The dossier forces a series of epistemic questions:

  • What can we infer about this player's finishing ability?
  • Is it reasonable to conclude they are generally poor in 1-on-1 situations?
  • How strongly can we project their performance into a different league or tactical context?
  • How certain can we be about any of the above?
  • What additional information would increase or decrease that certainty?
This essay explores those questions and, more broadly, epistemic certainty in scouting and recruitment.

§ 02Epistemic vs Psychological Certainty

Epistemic Certainty

In analytic epistemology, epistemic certainty describes the strength of justification for believing a proposition is true.
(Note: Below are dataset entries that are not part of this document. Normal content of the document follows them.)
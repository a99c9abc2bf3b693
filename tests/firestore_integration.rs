// SPDX-License-Identifier: MIT
// Copyright 2026 Roland Dreier <roland@rolandd.dev>

//! Firestore integration tests.
//!
//! These tests require the Firestore emulator to be running.
//! Run with: ./scripts/test-with-emulator.sh
//!
//! The emulator provides a clean state for each test run. Every test uses
//! a fresh user so tests do not see each other's documents.

use chrono::{TimeZone, Utc};
use workout_tracker::db::Database;
use workout_tracker::error::AppError;
use workout_tracker::models::{Exercise, Folder, User, UserStats, Workout};

mod common;
use common::test_firestore_db;

/// Helper to create and store a test user with a unique username.
async fn test_user(db: &Database) -> User {
    let user = User::new(
        &format!("user-{}", uuid::Uuid::new_v4()),
        "hash".to_string(),
        Utc::now(),
    );
    db.create_user(&user).await.unwrap();
    user
}

fn test_exercise(workout: &Workout, name: &str, position: u32, sets: u32, reps: u32) -> Exercise {
    Exercise {
        id: uuid::Uuid::new_v4().to_string(),
        workout_id: workout.id.clone(),
        user_id: workout.user_id.clone(),
        name: name.to_string(),
        sets,
        reps,
        weight: Some(100.0),
        rest_time: 60,
        notes: None,
        position,
    }
}

// ═══════════════════════════════════════════════════════════════════════════
// USER TESTS
// ═══════════════════════════════════════════════════════════════════════════

#[tokio::test]
async fn test_new_user_creation() {
    require_emulator!();

    let db = test_firestore_db().await;
    let user = test_user(&db).await;

    let fetched = db.get_user(&user.id).await.unwrap().expect("user exists");
    assert_eq!(fetched.username, user.username);
    assert_eq!(fetched.password_hash, "hash");

    let by_name = db
        .find_user_by_username(&user.username)
        .await
        .unwrap()
        .expect("user found by name");
    assert_eq!(by_name.id, user.id);
}

#[tokio::test]
async fn test_duplicate_username_conflicts() {
    require_emulator!();

    let db = test_firestore_db().await;
    let user = test_user(&db).await;

    let clash = User::new(&user.username, "other".to_string(), Utc::now());
    let result = db.create_user(&clash).await;
    assert!(matches!(result, Err(AppError::Conflict(_))));
}

// ═══════════════════════════════════════════════════════════════════════════
// WORKOUT TESTS
// ═══════════════════════════════════════════════════════════════════════════

#[tokio::test]
async fn test_workout_history_and_stats() {
    require_emulator!();

    let db = test_firestore_db().await;
    let user = test_user(&db).await;

    let w1 = Workout::new(
        &user.id,
        "W1",
        None,
        None,
        Utc.with_ymd_and_hms(2024, 1, 10, 8, 0, 0).unwrap(),
    );
    let w2 = Workout::new(
        &user.id,
        "W2",
        None,
        None,
        Utc.with_ymd_and_hms(2024, 1, 12, 8, 0, 0).unwrap(),
    );
    db.create_workout(&w1).await.unwrap();
    db.create_workout(&w2).await.unwrap();

    db.create_exercise(&test_exercise(&w1, "Bench", 1, 4, 8))
        .await
        .unwrap();
    db.create_exercise(&test_exercise(&w1, "Squat", 0, 3, 10))
        .await
        .unwrap();
    db.create_exercise(&test_exercise(&w2, "Bench", 0, 5, 5))
        .await
        .unwrap();

    let history = db.workout_history(&user.id).await.unwrap();
    let stats = UserStats::from_history(&history);
    assert_eq!(stats.total_workouts, 2);
    assert_eq!(stats.total_exercises, 3);
    assert_eq!(stats.total_reps, 87);
    assert_eq!(stats.last_workout, Some(w2.date));

    let names: Vec<String> = history
        .flattened_rows()
        .into_iter()
        .map(|r| r.exercise)
        .collect();
    assert_eq!(names, vec!["Bench", "Squat", "Bench"]);

    let ordered = db.list_exercises(&user.id, &w1.id).await.unwrap();
    assert_eq!(ordered[0].name, "Squat");
    assert_eq!(ordered[1].name, "Bench");
}

#[tokio::test]
async fn test_ownership_is_enforced() {
    require_emulator!();

    let db = test_firestore_db().await;
    let owner = test_user(&db).await;
    let other = test_user(&db).await;

    let workout = Workout::new(&owner.id, "Private", None, None, Utc::now());
    db.create_workout(&workout).await.unwrap();
    let exercise = test_exercise(&workout, "Curl", 0, 3, 12);
    db.create_exercise(&exercise).await.unwrap();

    assert!(db.get_workout(&other.id, &workout.id).await.unwrap().is_none());
    assert!(db.get_exercise(&other.id, &exercise.id).await.unwrap().is_none());
    assert!(!db.delete_workout(&other.id, &workout.id).await.unwrap());
    assert!(!db.delete_exercise(&other.id, &exercise.id).await.unwrap());

    assert!(db.delete_workout(&owner.id, &workout.id).await.unwrap());
    assert!(db.get_exercise(&owner.id, &exercise.id).await.unwrap().is_none());
}

// ═══════════════════════════════════════════════════════════════════════════
// FOLDER TESTS
// ═══════════════════════════════════════════════════════════════════════════

#[tokio::test]
async fn test_folder_delete_unfiles_workouts() {
    require_emulator!();

    let db = test_firestore_db().await;
    let user = test_user(&db).await;

    let folder = Folder::new(&user.id, "Cardio", Some("#00ff00"), Utc::now());
    db.create_folder(&folder).await.unwrap();

    let workout = Workout::new(&user.id, "Run", None, None, Utc::now());
    db.create_workout(&workout).await.unwrap();
    assert!(db
        .set_workout_folder(&user.id, &workout.id, Some(&folder.id))
        .await
        .unwrap());

    let filed = db.list_workouts_in_folder(&user.id, &folder.id).await.unwrap();
    assert_eq!(filed.len(), 1);

    assert!(db.delete_folder(&user.id, &folder.id).await.unwrap());
    assert!(db.get_folder(&user.id, &folder.id).await.unwrap().is_none());

    let workout = db.get_workout(&user.id, &workout.id).await.unwrap().unwrap();
    assert_eq!(workout.folder_id, None);
}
It is a function of evidence, logical coherence, methodological soundness, and the absence of defeaters.

Psychological Certainty

Psychological certainty is a feeling of conviction, which may or may not track epistemic warrant. A coach convinced a striker will 'come good' might possess high psychological certainty yet low epistemic warrant if the data say otherwise.
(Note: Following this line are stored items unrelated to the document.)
// SPDX-License-Identifier: MIT
// Copyright 2026 Roland Dreier <roland@rolandd.dev>

//! Workout routes: history, creation, sessions and aggregates.

use axum::{
    extract::{Path, State},
    http::StatusCode,
    routing::{get, post, put},
    Extension, Json, Router,
};
use axum_extra::extract::WithRejection;
use chrono::{DateTime, Utc};
use serde::{Deserialize, Deserializer, Serialize};
use std::sync::Arc;
#[cfg(feature = "binding-generation")]
use ts_rs::TS;

use crate::error::{AppError, AppJson, Result};
use crate::middleware::auth::AuthUser;
use crate::models::{
    Exercise, ExerciseResponse, ExerciseRow, UserStats, Workout, WorkoutSummary,
};
use crate::routes::MessageResponse;
use crate::services::exercise_input::{ExerciseFields, NewExercise, NumericInput};
use crate::services::progress::{group_progress, ExerciseSeries, ProgressRecord};
use crate::services::session::{save_session, SessionRequest};
use crate::AppState;

/// Workout routes (require authentication via JWT).
pub fn routes() -> Router<Arc<AppState>> {
    Router::new()
        .route("/api/workouts", get(list_workouts).post(create_workout))
        .route("/api/workouts/summaries", get(list_summaries))
        .route("/api/workouts/stats", get(get_stats))
        .route("/api/workouts/progress", get(get_progress))
        .route("/api/workouts/session", post(save_workout_session))
        .route(
            "/api/workouts/{id}",
            get(get_workout).delete(delete_workout),
        )
        .route("/api/workouts/{id}/folder", put(move_workout))
        .route("/api/workouts/{id}/exercises", post(add_exercise))
}

// ─── Response Types ──────────────────────────────────────────

/// Workout without its exercises.
#[derive(Debug, Clone, Serialize, Deserialize)]
#[cfg_attr(feature = "binding-generation", derive(TS))]
#[cfg_attr(
    feature = "binding-generation",
    ts(export, export_to = "web/src/lib/generated/")
)]
pub struct WorkoutResponse {
    pub id: String,
    pub name: String,
    pub notes: Option<String>,
    pub folder_id: Option<String>,
    pub date: DateTime<Utc>,
    pub started_at: Option<DateTime<Utc>>,
    #[cfg_attr(feature = "binding-generation", ts(type = "number | null"))]
    pub duration_seconds: Option<u64>,
}

impl From<Workout> for WorkoutResponse {
    fn from(w: Workout) -> Self {
        Self {
            id: w.id,
            name: w.name,
            notes: w.notes,
            folder_id: w.folder_id,
            date: w.date,
            started_at: w.started_at,
            duration_seconds: w.duration_seconds,
        }
    }
}

/// Workout with its exercises in order.
#[derive(Debug, Serialize, Deserialize)]
#[cfg_attr(feature = "binding-generation", derive(TS))]
#[cfg_attr(
    feature = "binding-generation",
    ts(export, export_to = "web/src/lib/generated/")
)]
pub struct WorkoutDetail {
    #[serde(flatten)]
    pub workout: WorkoutResponse,
    pub exercises: Vec<ExerciseResponse>,
}

/// Quick-entry body: one workout holding one exercise.
#[derive(Debug, Deserialize)]
pub struct QuickEntryRequest {
    pub exercise: String,
    #[serde(default)]
    pub weight: Option<NumericInput>,
    #[serde(default)]
    pub reps: Option<NumericInput>,
    #[serde(default)]
    pub sets: Option<NumericInput>,
    #[serde(default)]
    pub name: Option<String>,
    #[serde(default)]
    pub notes: Option<String>,
    #[serde(default, alias = "folderId")]
    pub folder_id: Option<String>,
}

#[derive(Debug, Deserialize)]
pub struct NamedWorkoutRequest {
    #[serde(default)]
    pub name: Option<String>,
    #[serde(default)]
    pub notes: Option<String>,
    #[serde(default, alias = "folderId")]
    pub folder_id: Option<String>,
}

/// Either form accepted by `POST /api/workouts`.
///
/// A body carrying an `exercise` key is a quick entry, and a malformed
/// field in it is an error rather than a fallback to a named workout.
#[derive(Debug)]
pub enum CreateWorkoutRequest {
    QuickEntry(QuickEntryRequest),
    Named(NamedWorkoutRequest),
}

impl<'de> Deserialize<'de> for CreateWorkoutRequest {
    fn deserialize<D>(deserializer: D) -> std::result::Result<Self, D::Error>
    where
        D: Deserializer<'de>,
    {
        let body = serde_json::Map::<String, serde_json::Value>::deserialize(deserializer)?;
        let quick_entry = body.contains_key("exercise");
        let body = serde_json::Value::Object(body);

        let parsed = if quick_entry {
            QuickEntryRequest::deserialize(body).map(Self::QuickEntry)
        } else {
            NamedWorkoutRequest::deserialize(body).map(Self::Named)
        };
        parsed.map_err(serde::de::Error::custom)
    }
}

/// Result of `POST /api/workouts`.
#[derive(Debug, Serialize)]
#[serde(untagged)]
pub enum CreateWorkoutResponse {
    Row(ExerciseRow),
    Workout(WorkoutResponse),
}

/// Response for a saved session.
#[derive(Debug, Serialize, Deserialize)]
#[cfg_attr(feature = "binding-generation", derive(TS))]
#[cfg_attr(
    feature = "binding-generation",
    ts(export, export_to = "web/src/lib/generated/")
)]
#[serde(rename_all = "camelCase")]
pub struct SessionSavedResponse {
    pub workout_id: String,
    pub exercises: Vec<ExerciseRow>,
    pub message: String,
}

#[derive(Debug, Deserialize)]
pub struct MoveWorkoutRequest {
    #[serde(default, alias = "folderId")]
    pub folder_id: Option<String>,
}

// ─── Helpers ─────────────────────────────────────────────────

fn clean_text(value: Option<String>) -> Option<String> {
    value
        .map(|v| v.trim().to_string())
        .filter(|v| !v.is_empty())
}

/// Resolve an optional target folder, rejecting folders the caller does not own.
async fn owned_folder(
    state: &AppState,
    user_id: &str,
    folder_id: Option<String>,
) -> Result<Option<String>> {
    match clean_text(folder_id) {
        Some(id) => match state.db.get_folder(user_id, &id).await? {
            Some(folder) => Ok(Some(folder.id)),
            None => Err(AppError::not_found("Folder", &id)),
        },
        None => Ok(None),
    }
}

fn new_exercise(workout: &Workout, input: NewExercise, position: u32) -> Exercise {
    Exercise {
        id: uuid::Uuid::new_v4().to_string(),
        workout_id: workout.id.clone(),
        user_id: workout.user_id.clone(),
        name: input.name,
        sets: input.sets,
        reps: input.reps,
        weight: input.weight,
        rest_time: input.rest_time,
        notes: input.notes,
        position,
    }
}

// ─── History ─────────────────────────────────────────────────

/// Every exercise of the caller as a flat row, newest workout first.
async fn list_workouts(
    State(state): State<Arc<AppState>>,
    Extension(user): Extension<AuthUser>,
) -> Result<Json<Vec<ExerciseRow>>> {
    let history = state.db.workout_history(&user.user_id).await?;
    Ok(Json(history.flattened_rows()))
}

async fn list_summaries(
    State(state): State<Arc<AppState>>,
    Extension(user): Extension<AuthUser>,
) -> Result<Json<Vec<WorkoutSummary>>> {
    let history = state.db.workout_history(&user.user_id).await?;
    Ok(Json(history.summaries()))
}

// ─── Aggregates ──────────────────────────────────────────────

async fn get_stats(
    State(state): State<Arc<AppState>>,
    Extension(user): Extension<AuthUser>,
) -> Result<Json<UserStats>> {
    let history = state.db.workout_history(&user.user_id).await?;
    let stats = UserStats::from_history(&history);

    tracing::debug!(
        user_id = %user.user_id,
        total_workouts = stats.total_workouts,
        total_exercises = stats.total_exercises,
        "Computed workout stats"
    );

    Ok(Json(stats))
}

async fn get_progress(
    State(state): State<Arc<AppState>>,
    Extension(user): Extension<AuthUser>,
) -> Result<Json<Vec<ExerciseSeries>>> {
    let history = state.db.workout_history(&user.user_id).await?;
    let records = history
        .flattened_rows()
        .iter()
        .map(ProgressRecord::from)
        .collect::<Vec<_>>();

    Ok(Json(group_progress(records, Utc::now())))
}

// ─── Creation ────────────────────────────────────────────────

async fn create_workout(
    State(state): State<Arc<AppState>>,
    Extension(user): Extension<AuthUser>,
    WithRejection(Json(payload), _): AppJson<CreateWorkoutRequest>,
) -> Result<Json<CreateWorkoutResponse>> {
    let now = Utc::now();

    match payload {
        CreateWorkoutRequest::QuickEntry(QuickEntryRequest {
            exercise,
            weight,
            reps,
            sets,
            name,
            notes,
            folder_id,
        }) => {
            let input = ExerciseFields {
                name: Some(exercise),
                sets,
                reps,
                weight,
                ..Default::default()
            }
            .validate()?;
            let folder_id = owned_folder(&state, &user.user_id, folder_id).await?;

            let name = clean_text(name)
                .unwrap_or_else(|| format!("Workout - {}", now.format("%Y-%m-%d")));
            let workout = Workout::new(&user.user_id, &name, clean_text(notes), folder_id, now);
            let exercise = new_exercise(&workout, input, 0);

            state
                .db
                .create_workout_with_exercise(&workout, &exercise)
                .await?;

            tracing::info!(
                user_id = %user.user_id,
                workout_id = %workout.id,
                exercise = %exercise.name,
                "Quick entry workout created"
            );

            Ok(Json(CreateWorkoutResponse::Row(ExerciseRow::new(
                &exercise,
                workout.date,
            ))))
        }
        CreateWorkoutRequest::Named(NamedWorkoutRequest {
            name,
            notes,
            folder_id,
        }) => {
            let name = clean_text(name).ok_or_else(|| {
                AppError::BadRequest(
                    "Workout name is required, or provide exercise, weight, reps, and sets"
                        .to_string(),
                )
            })?;
            let folder_id = owned_folder(&state, &user.user_id, folder_id).await?;

            let workout = Workout::new(&user.user_id, &name, clean_text(notes), folder_id, now);
            state.db.create_workout(&workout).await?;

            tracing::info!(user_id = %user.user_id, workout_id = %workout.id, "Workout created");

            Ok(Json(CreateWorkoutResponse::Workout(workout.into())))
        }
    }
}

async fn save_workout_session(
    State(state): State<Arc<AppState>>,
    Extension(user): Extension<AuthUser>,
    WithRejection(Json(payload), _): AppJson<SessionRequest>,
) -> Result<Json<SessionSavedResponse>> {
    let saved = save_session(&state.db, &user.user_id, payload, Utc::now()).await?;

    Ok(Json(SessionSavedResponse {
        workout_id: saved.workout_id,
        exercises: saved.exercises,
        message: "Workout session saved successfully".to_string(),
    }))
}

// ─── Single Workout ──────────────────────────────────────────

async fn get_workout(
    State(state): State<Arc<AppState>>,
    Extension(user): Extension<AuthUser>,
    Path(id): Path<String>,
) -> Result<Json<WorkoutDetail>> {
    let workout = state
        .db
        .get_workout(&user.user_id, &id)
        .await?
        .ok_or_else(|| AppError::not_found("Workout", &id))?;
    let exercises = state.db.list_exercises(&user.user_id, &id).await?;

    Ok(Json(WorkoutDetail {
        workout: workout.into(),
        exercises: exercises.into_iter().map(ExerciseResponse::from).collect(),
    }))
}

async fn delete_workout(
    State(state): State<Arc<AppState>>,
    Extension(user): Extension<AuthUser>,
    Path(id): Path<String>,
) -> Result<Json<MessageResponse>> {
    if !state.db.delete_workout(&user.user_id, &id).await? {
        return Err(AppError::not_found("Workout", &id));
    }

    tracing::info!(user_id = %user.user_id, workout_id = %id, "Workout deleted");
    Ok(Json(MessageResponse::new("Workout deleted successfully")))
}

/// Move a workout into one of the caller's folders, or out of any folder.
async fn move_workout(
    State(state): State<Arc<AppState>>,
    Extension(user): Extension<AuthUser>,
    Path(id): Path<String>,
    WithRejection(Json(payload), _): AppJson<MoveWorkoutRequest>,
) -> Result<Json<MessageResponse>> {
    let folder_id = owned_folder(&state, &user.user_id, payload.folder_id).await?;

    if !state
        .db
        .set_workout_folder(&user.user_id, &id, folder_id.as_deref())
        .await?
    {
        return Err(AppError::not_found("Workout", &id));
    }

    Ok(Json(MessageResponse::new("Workout moved successfully")))
}

/// Append one exercise to an existing workout.
async fn add_exercise(
    State(state): State<Arc<AppState>>,
    Extension(user): Extension<AuthUser>,
    Path(id): Path<String>,
    WithRejection(Json(fields), _): AppJson<ExerciseFields>,
) -> Result<(StatusCode, Json<ExerciseResponse>)> {
    let input = fields.validate()?;

    let workout = state
        .db
        .get_workout(&user.user_id, &id)
        .await?
        .ok_or_else(|| AppError::not_found("Workout", &id))?;

    let position = state
        .db
        .list_exercises(&user.user_id, &id)
        .await?
        .iter()
        .map(|e| e.position + 1)
        .max()
        .unwrap_or(0);

    let exercise = new_exercise(&workout, input, position);
    state.db.create_exercise(&exercise).await?;

    Ok((StatusCode::CREATED, Json(exercise.into())))
}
§ 03Two Analytical Frames for 1-on-1 Evaluation

There are two frames we can employ to attempt the aforementioned questions.

| Frame | What it looks at | Core Question | Typical Tools | |-------|-----------------|---------------|---------------| | Frame 1: Outcome-based Mechanics | Observable execution of the chosen technique (post-hoc). | "How did the attempt play out?" | Video tagging, biomechanics breakdown, xG models | | Frame 2: Intention-based Decision Analysis | Underlying choice architecture that produced the attempt. | "Why did the player choose that option?" | Cognitive task analysis, VR replay & interview, eye-tracking data, coach-player debriefs |

Strengths & Weaknesses

Frame 1 maximizes measurability and thus epistemic certainty but abstracts away internal decision processes.

Frame 2 accesses intent, useful for coaching and player self-reflection, but relies on inaccessible mental states, lowering epistemic warrant.

Choosing a Frame

For forecasting (transfer recruitment, salary negotiation) we prioritize verifiable, mechanically-grounded evidence: Frame 1 becomes primary; Frame 2 remains complementary for player development programs.

§ 04Technique, Mechanics, and Decision-Making

1. Technique (How): The specific motor pattern selected (e.g., inside-foot placed finish). 2. Decision-Making (Why): The rapid perceptual-cognitive process that selects a technique given constraints. 3. Mechanics (What Happened): The physical outcome: ball trajectory, keeper reaction, result. This is a pivot from the usual frame I had previously published on this blog before.

§ 05Factors Modulating Epistemic Certainty

Back to the last two questions:

How certain can we be about any of the above?
What additional information would increase or decrease that certainty?

Here are some simple attempts at these:

| Increases Certainty | Decreases Certainty | |-------------------|-------------------| | Larger sample size of 1-on-1s | Small sample (highlight bias) | | Contextual data (xG, shot location, goalkeeper positioning) | Context change (new league tempo, defensive spacing) | | Multi-season trend stability | Tactical system mismatch | | Biomechanical metrics (approach speed, body shape) | Psychological volatility (confidence swings) | | Training data & coach testimony | Incomplete or low-quality video |

§ 06So, Should YOU Sign the Striker?

1. Aggregate Evidence: Three-season 1v1 conversion rate vs (outgoing) league average. 2. Context Adjustment: Compare quality of chances (post-shot xG). 3. Model Forecast: Bayesian update incorporating club tactical fit. 4. Residual Uncertainty: Highlight unknowns (injury history, adaptation to higher tempo).

Finally, provide a probability estimate rather than a binary verdict.

§ 07Epistemic Humility in Talent ID

Absolute certainty is unattainable: the goal is to bound uncertainty tightly enough that decisions are rational under risk.

Combining a mechanics-first frame with selective insights from intention analysis provides the highest defensible warrant when millions - and trophies and jobs - are at stake.